Das hat mich stutzig gemacht und nachdenklich. Eigentlich sind wir der Meinung, dass unser Leben einigermaßen geordnet, überschaubar und planbar ist und auch so sein soll. Wir kennen uns einigermaßen aus und wissen „wie es geht“! Das mag phasenweise stimmen, vor allem in unserem friedlichen und recht wohlhabenden Europa.
Im größten Teil der Welt sah es auch bisher schon ganz anders aus. Und dann ist plötzlich auch vor unserer Haustüre Krieg, einschließlich der Angst vor einem atomaren Weltkrieg.

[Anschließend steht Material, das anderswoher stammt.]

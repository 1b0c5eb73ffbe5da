use super::*;

/// Data movement between registers, memory, immediates and the stack. None of these touch the
/// flags (except `POP PSW`, which restores them).
#[derive(Debug, Clone, Copy, Hash, PartialEq, Eq, derive_more::Display)]
pub enum LoadOp {
    /// Used for opcodes in 0x40..0x80 (except 0x76)
    #[display("MOV {dest}, {src}")]
    Move { dest: Operand, src: Operand },
    /// Used for opcodes 0x_6 and 0x_E
    #[display("MVI {_0}, 0x{_1:0>2X}")]
    Immediate(Operand, u8),
    /// Used for opcodes 0x_1
    #[display("LXI {_0}, 0x{_1:0>4X}")]
    Immediate16(RegisterPair, u16),
    /// Opcode: 0x32
    #[display("STA 0x{_0:0>4X}")]
    StoreA(u16),
    /// Opcode: 0x3A
    #[display("LDA 0x{_0:0>4X}")]
    LoadA(u16),
    /// Opcode: 0x22
    /// Store L at the address and H at the address + 1.
    #[display("SHLD 0x{_0:0>4X}")]
    StoreHL(u16),
    /// Opcode: 0x2A
    #[display("LHLD 0x{_0:0>4X}")]
    LoadHL(u16),
    /// Opcodes: 0x02, 0x12
    #[display("STAX {_0}")]
    StoreIndirect(RegisterPair),
    /// Opcodes: 0x0A, 0x1A
    #[display("LDAX {_0}")]
    LoadIndirect(RegisterPair),
    /// Opcode: 0xEB
    #[display("XCHG")]
    Exchange,
    /// Opcode: 0xE3
    /// Swap HL with the word on top of the stack.
    #[display("XTHL")]
    ExchangeStack,
    /// Opcode: 0xF9
    #[display("SPHL")]
    HLIntoSP,
    /// Used for opcodes 0x_5
    #[display("PUSH {_0}")]
    Push(StackPair),
    /// Used for opcodes 0x_1
    #[display("POP {_0}")]
    Pop(StackPair),
}

impl LoadOp {
    /// Returns the number of clock cycles this instruction takes.
    pub fn cycles(&self) -> u32 {
        match self {
            LoadOp::Move { dest, src } if dest.is_memory() || src.is_memory() => 7,
            LoadOp::Move { .. } => 5,
            LoadOp::Immediate(Operand::Memory, _) => 10,
            LoadOp::Immediate(_, _) => 7,
            LoadOp::Immediate16(_, _) => 10,
            LoadOp::StoreA(_) | LoadOp::LoadA(_) => 13,
            LoadOp::StoreHL(_) | LoadOp::LoadHL(_) => 16,
            LoadOp::StoreIndirect(_) | LoadOp::LoadIndirect(_) => 7,
            LoadOp::Exchange => 5,
            LoadOp::ExchangeStack => 18,
            LoadOp::HLIntoSP => 5,
            LoadOp::Push(_) => 11,
            LoadOp::Pop(_) => 10,
        }
    }

    /// Returns the number of bytes used to encode this instruction.
    pub const fn size(&self) -> u8 {
        match self {
            LoadOp::Immediate(_, _) => 2,
            LoadOp::Immediate16(_, _)
            | LoadOp::StoreA(_)
            | LoadOp::LoadA(_)
            | LoadOp::StoreHL(_)
            | LoadOp::LoadHL(_) => 3,
            _ => 1,
        }
    }
}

Und vorher hatte uns schon die Pandemie im Griff mit all ihren gesundheitlichen, gesellschaftlichen und wirtschaftlichen Folgen. Und dazu noch die nicht enden wollende Kirchenkrise mit all ihren Verwerfungen und Fluchttendenzen. Vielleicht war unsere Sicherheit nur eingebildet, blind für die brüchigen Realitäten, in denen wir leben.
Plötzlich stehen wir wirklich vor lauter Rätseln und Unwägbarkeiten. Und wo bleibt Gott? Vor vielen Jahren hat uns schon Karl Rahner ins Stammbuch geschrieben: Glauben heißt: die Unbegreiflichkeit Gottes ein Leben lang aushalten.
Er meint einen Glauben, der nicht erwartet, dass Gott meine Probleme löst, sondern der die Kraft gibt, die Rätselhaftigkeit des Lebens und die Unbegreiflichkeit göttlicher Fügung auszuhalten – um daran zu wachsen und die Wurzeln tiefer zu bohren.